[Opening SOURCE MATERIAL section]

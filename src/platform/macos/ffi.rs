//! Declarations not covered by the objc2 framework crates.

use std::ffi::c_void;

pub type CVDisplayLinkRef = *mut c_void;
pub type CVReturn = i32;
pub type IoService = u32;

pub const CV_RETURN_SUCCESS: CVReturn = 0;
pub const CV_TIME_IS_INDEFINITE: i32 = 1 << 0;
pub const IO_DISPLAY_ONLY_PREFERRED_NAME: u32 = 0x0000_0200;

#[repr(C)]
#[derive(Debug, Clone, Copy, Default)]
pub struct CVTime {
    pub time_value: i64,
    pub time_scale: i32,
    pub flags: i32,
}

#[link(name = "CoreVideo", kind = "framework")]
unsafe extern "C" {
    pub fn CVDisplayLinkCreateWithCGDisplay(
        display_id: u32,
        display_link_out: *mut CVDisplayLinkRef,
    ) -> CVReturn;
    pub fn CVDisplayLinkGetNominalOutputVideoRefreshPeriod(display_link: CVDisplayLinkRef)
    -> CVTime;
    pub fn CVDisplayLinkRelease(display_link: CVDisplayLinkRef);
}

#[link(name = "IOKit", kind = "framework")]
unsafe extern "C" {
    pub fn IODisplayCreateInfoDictionary(framebuffer: IoService, options: u32) -> *const c_void;
}

#[link(name = "CoreGraphics", kind = "framework")]
unsafe extern "C" {
    // Deprecated, returns 0 on displays without a framebuffer service
    pub fn CGDisplayIOServicePort(display: u32) -> IoService;
}

#[link(name = "ColorSync", kind = "framework")]
unsafe extern "C" {
    pub fn CGDisplayCreateUUIDFromDisplayID(display: u32) -> *const c_void;
}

[Closing SOURCE MATERIAL section]

**PROBLEM STATEMENT:**
For each line shown above, write an exact copy.

**ANSWER BOX:**
filename src/platform/macos/ffi.rs
//! Declarations not covered by the objc2 framework crates.

use std::ffi::c_void;

pub type CVDisplayLinkRef = *mut c_void;
pub type CVReturn = i32;
pub type IoService = u32;

pub const CV_RETURN_SUCCESS: CVReturn = 0;
pub const CV_TIME_IS_INDEFINITE: i32 = 1 << 0;
pub const IO_DISPLAY_ONLY_PREFERRED_NAME: u32 = 0x0000_0200;

#[repr(C)]
#[derive(Debug, Clone, Copy, Default)]
pub struct CVTime {
    pub time_value: i64,
    pub time_scale: i32,
    pub flags: i32,
}

#[link(name = "CoreVideo", kind = "framework")]
unsafe extern "C" {
    pub fn CVDisplayLinkCreateWithCGDisplay(
        display_id: u32,
        display_link_out: *mut CVDisplayLinkRef,
    ) -> CVReturn;
    pub fn CVDisplayLinkGetNominalOutputVideoRefreshPeriod(display_link: CVDisplayLinkRef)
    -> CVTime;
    pub fn CVDisplayLinkRelease(display_link: CVDisplayLinkRef);
}

#[link(name = "IOKit", kind = "framework")]
unsafe extern "C" {
    pub fn IODisplayCreateInfoDictionary(framebuffer: IoService, options: u32) -> *const c_void;
}

#[link(name = "CoreGraphics", kind = "framework")]
unsafe extern "C" {
    // Deprecated, returns 0 on displays without a framebuffer service
    pub fn CGDisplayIOServicePort(display: u32) -> IoService;
}

#[link(name = "ColorSync", kind = "framework")]
unsafe extern "C" {
    pub fn CGDisplayCreateUUIDFromDisplayID(display: u32) -> *const c_void;
}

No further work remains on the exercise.